### [Problem details]
The expected output is exactly the lines below, starting at the line with "pub struct PoolSummary" and ending at the line with "#[derive(Debug)]", both included; no other line belongs in it.

### [Material shown]

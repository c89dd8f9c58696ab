use std::collections::{BTreeMap, HashMap, HashSet};

use chrono::{DateTime, Utc};
use serde::Serialize;
use uuid::Uuid;

use crate::config::ResourcePoolConfig;
use crate::error::{OrchestratorError, Result};
use crate::events::{AlertSeverity, EventBus, NodeEvent, ResourceAlert, ResourceEvent};
use crate::resources::node::{HealthStatus, ResourceRequirements, WorkerNode};

/// Tag carried by nodes that `scale_up` provisioned and `scale_down` may remove.
pub const ELASTIC_TAG: &str = "elastic";

/// Weight of a new sample in the rolling performance score.
const PERFORMANCE_EMA_ALPHA: f64 = 0.3;

/// A job's grant on a single node.
#[derive(Debug, Clone, PartialEq, Serialize)]
pub struct ResourceAllocation {
    pub job_id: Uuid,
    pub node_id: String,
    pub granted: ResourceRequirements,
    pub allocated_at: DateTime<Utc>,
}

/// Pool-wide usage fraction per dimension.
#[derive(Debug, Clone, Copy, Default, PartialEq, Serialize)]
pub struct Utilization {
    pub cpu: f64,
    pub memory: f64,
    pub storage: f64,
    pub bandwidth: f64,
    pub gpu: f64,
}

impl Utilization {
    /// The busiest dimension and its usage.
    pub fn peak(&self) -> (&'static str, f64) {
        [
            ("cpu", self.cpu),
            ("memory", self.memory),
            ("storage", self.storage),
            ("bandwidth", self.bandwidth),
            ("gpu", self.gpu),
        ]
        .into_iter()
        .fold(("cpu", 0.0), |best, cur| if cur.1 > best.1 { cur } else { best })
    }
}

#[derive(Debug, Clone, PartialEq, Serialize)]
pub struct PoolSummary {
    pub node_count: usize,
    pub schedulable_nodes: usize,
    pub total: ResourceRequirements,
    pub available: ResourceRequirements,
    pub active_allocations: usize,
}

/// Tracks node inventory and per-job resource grants.
///
/// All mutation goes through `&mut self`; owners share the pool behind a
/// single lock, which serializes allocate/release/health/scale operations
/// and keeps `used + available == total` on every node.
#[derive(Debug)]
pub struct ResourcePool {
    config: ResourcePoolConfig,
    nodes: BTreeMap<String, WorkerNode>,
    allocations: HashMap<Uuid, ResourceAllocation>,
    /// Nodes whose status was set by an external health signal; the
    /// monitoring tick leaves them alone until a healthy signal arrives.
    pinned: HashSet<String>,
    total: ResourceRequirements,
    available: ResourceRequirements,
    alert_level: Option<AlertSeverity>,
    events: EventBus,
}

### [Solved exercise]
pub struct PoolSummary {
    pub node_count: usize,
    pub schedulable_nodes: usize,
    pub total: ResourceRequirements,
    pub available: ResourceRequirements,
    pub active_allocations: usize,
}

/// Tracks node inventory and per-job resource grants.
///
/// All mutation goes through `&mut self`; owners share the pool behind a
/// single lock, which serializes allocate/release/health/scale operations
/// and keeps `used + available == total` on every node.
#[derive(Debug)]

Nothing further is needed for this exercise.